= Work instruction =
Return every line of the records that includes the string "what".

= Available data =

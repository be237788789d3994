//! Per-kind launch specialization.
//!
//! A kind only decides what to run (prompt table, arguments, environment,
//! working directory, private key) and what to recompute afterwards. The
//! launch lifecycle itself is shared by every kind.

mod ad_hoc;
mod inventory_sync;
mod playbook;
mod project_sync;
mod system_job;

use std::collections::BTreeMap;
use std::path::PathBuf;

use async_trait::async_trait;
use job_core::{Credential, JobStore, StoreResult, TaskKind, TaskNode};

use crate::config::LauncherConfig;
use crate::error::{LaunchError, LaunchResult};
use crate::prompts::{self, PasswordTable};
use crate::scratch::ScratchSpace;

pub use ad_hoc::AdHocProfile;
pub use inventory_sync::InventorySyncProfile;
pub use playbook::PlaybookProfile;
pub use project_sync::ProjectSyncProfile;
pub use system_job::SystemJobProfile;

/// Inputs available while building a launch.
pub struct LaunchContext<'a> {
    pub task: &'a TaskNode,
    pub config: &'a LauncherConfig,
    pub scratch: &'a ScratchSpace,
}

#[async_trait]
pub trait KindProfile: Send + Sync {
    /// Reject parameters that can never launch. Must not touch the host.
    fn validate(&self, _task: &TaskNode) -> LaunchResult<()> {
        Ok(())
    }

    /// Prompt patterns and their answers.
    fn passwords(&self, task: &TaskNode) -> LaunchResult<PasswordTable> {
        credential_passwords(task.spec.credential.as_ref())
    }

    fn args(&self, ctx: &LaunchContext<'_>) -> LaunchResult<Vec<String>>;

    /// Variables added on top of the shared base environment.
    fn env(&self, ctx: &LaunchContext<'_>) -> BTreeMap<String, String> {
        ctx.task
            .spec
            .credential
            .as_ref()
            .map(|c| c.cloud_env.clone())
            .unwrap_or_default()
    }

    fn cwd(&self, ctx: &LaunchContext<'_>) -> PathBuf {
        ctx.task
            .spec
            .project_path
            .as_ref()
            .map(PathBuf::from)
            .unwrap_or_else(|| ctx.scratch.path().to_path_buf())
    }

    /// Private key to load into an agent for the run.
    fn private_key<'t>(&self, task: &'t TaskNode) -> Option<&'t str> {
        task.spec
            .credential
            .as_ref()
            .and_then(|c| c.ssh_key_data.as_deref())
            .filter(|k| !k.is_empty())
    }

    /// Recompute derived aggregates once the task reached a terminal status.
    async fn post_run(&self, _store: &dyn JobStore, _task: &TaskNode) -> StoreResult<()> {
        Ok(())
    }
}

static PLAYBOOK: PlaybookProfile = PlaybookProfile;
static PROJECT_SYNC: ProjectSyncProfile = ProjectSyncProfile;
static INVENTORY_SYNC: InventorySyncProfile = InventorySyncProfile;
static AD_HOC: AdHocProfile = AdHocProfile;
static SYSTEM_JOB: SystemJobProfile = SystemJobProfile;

pub fn profile_for(kind: TaskKind) -> &'static dyn KindProfile {
    match kind {
        TaskKind::PlaybookRun => &PLAYBOOK,
        TaskKind::ProjectSync => &PROJECT_SYNC,
        TaskKind::InventorySync => &INVENTORY_SYNC,
        TaskKind::AdHoc => &AD_HOC,
        TaskKind::SystemJob => &SYSTEM_JOB,
    }
}

/// Prompt table for the usual machine credential fields.
pub(crate) fn credential_passwords(credential: Option<&Credential>) -> LaunchResult<PasswordTable> {
    let mut table = PasswordTable::new();
    let Some(credential) = credential else {
        return Ok(table);
    };

    table.add(&[prompts::BAD_PASSPHRASE], "")?;
    table.add_secret("ssh_key_unlock", credential.ssh_key_unlock.as_deref(), prompts::SSH_KEY_UNLOCK)?;
    table.add_secret("become_password", credential.become_password.as_deref(), prompts::BECOME_PASSWORD)?;
    table.add_secret("vault_password", credential.vault_password.as_deref(), prompts::VAULT_PASSWORD)?;
    table.add_secret("password", credential.password.as_deref(), prompts::SSH_PASSWORD)?;
    Ok(table)
}

/// Connection and privilege-escalation flags shared by playbook and ad-hoc runs.
pub(crate) fn credential_args(task: &TaskNode) -> Vec<String> {
    let mut args = Vec::new();
    let spec = &task.spec;
    let credential = spec.credential.as_ref();

    if let Some(username) = credential.and_then(|c| c.username.as_deref()) {
        args.extend(["-u".to_string(), username.to_string()]);
    }
    if credential.is_some_and(|c| c.password.is_some()) {
        args.push("--ask-pass".to_string());
    }
    if spec.become_enabled {
        args.push("--become".to_string());
        if let Some(method) = credential.and_then(|c| c.become_method.as_deref()) {
            args.extend(["--become-method".to_string(), method.to_string()]);
        }
        if let Some(user) = credential.and_then(|c| c.become_username.as_deref()) {
            args.extend(["--become-user".to_string(), user.to_string()]);
        }
    }
    if credential.is_some_and(|c| c.become_password.is_some()) {
        args.push("--ask-become-pass".to_string());
    }
    if credential.is_some_and(|c| c.vault_password.is_some()) {
        args.push("--ask-vault-pass".to_string());
    }
    args
}

/// Forks, verbosity and the extra variables file.
pub(crate) fn run_args(ctx: &LaunchContext<'_>) -> LaunchResult<Vec<String>> {
    let spec = &ctx.task.spec;
    let mut args = Vec::new();

    if spec.forks > 0 {
        args.extend(["-f".to_string(), spec.forks.to_string()]);
    }
    if spec.verbosity > 0 {
        args.push(format!("-{}", "v".repeat(usize::from(spec.verbosity.min(5)))));
    }
    if let Some(extra_vars) = &spec.extra_vars {
        args.extend(["-e".to_string(), extra_vars_file(ctx, extra_vars)?]);
    }
    Ok(args)
}

/// Write variables to a private scratch file and return the `@path` reference.
pub(crate) fn extra_vars_file(ctx: &LaunchContext<'_>, vars: &serde_json::Value) -> LaunchResult<String> {
    let contents = serde_json::to_vec(vars)
        .map_err(|e| LaunchError::Invalid(format!("extra vars: {}", e)))?;
    let path = ctx
        .scratch
        .write_private("extra_vars.json", &contents)
        .map_err(LaunchError::Scratch)?;
    Ok(format!("@{}", path.display()))
}

pub(crate) fn require<'t>(value: Option<&'t str>, field: &str) -> LaunchResult<&'t str> {
    value
        .filter(|v| !v.is_empty())
        .ok_or_else(|| LaunchError::Invalid(format!("{} is required", field)))
}

#[cfg(test)]
mod tests {
    use super::*;
    use chrono::Utc;
    use job_core::model::ASK;
    use job_core::{NewTask, TaskSpec};

    pub(super) fn task(kind: TaskKind, spec: TaskSpec) -> TaskNode {
        NewTask::new(kind, "test").with_spec(spec).into_node(42, Utc::now())
    }

    #[test]
    fn test_profile_table_covers_every_kind() {
        for kind in TaskKind::ALL {
            let _ = profile_for(kind);
        }
    }

    #[test]
    fn test_credential_args() {
        let spec = TaskSpec {
            become_enabled: true,
            credential: Some(Credential {
                username: Some("deploy".to_string()),
                password: Some("pw".to_string()),
                become_method: Some("sudo".to_string()),
                become_password: Some("pw".to_string()),
                ..Default::default()
            }),
            ..Default::default()
        };
        let args = credential_args(&task(TaskKind::PlaybookRun, spec));
        assert_eq!(
            args,
            vec!["-u", "deploy", "--ask-pass", "--become", "--become-method", "sudo", "--ask-become-pass"]
        );
    }

    #[test]
    fn test_deferred_password_aborts() {
        let credential = Credential {
            vault_password: Some(ASK.to_string()),
            ..Default::default()
        };
        let err = credential_passwords(Some(&credential)).unwrap_err();
        assert!(matches!(err, LaunchError::NeedsInput(field) if field == "vault_password"));
    }

    #[test]
    fn test_extra_vars_go_to_private_file() {
        let spec = TaskSpec {
            extra_vars: Some(serde_json::json!({"db_password": "s3cret"})),
            verbosity: 2,
            ..Default::default()
        };
        let task = task(TaskKind::PlaybookRun, spec);
        let scratch = ScratchSpace::new(None, "kinds-test-").unwrap();
        let config = LauncherConfig::default();
        let ctx = LaunchContext { task: &task, config: &config, scratch: &scratch };

        let args = run_args(&ctx).unwrap();
        assert_eq!(args[0], "-vv");
        assert_eq!(args[1], "-e");
        assert!(args[2].starts_with('@'));
        assert!(!args.iter().any(|a| a.contains("s3cret")));

        let written = std::fs::read_to_string(&args[2][1..]).unwrap();
        assert!(written.contains("s3cret"));
    }
}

= Output of the exercise =
//! A kind only decides what to run (prompt table, arguments, environment,
//! working directory, private key) and what to recompute afterwards. The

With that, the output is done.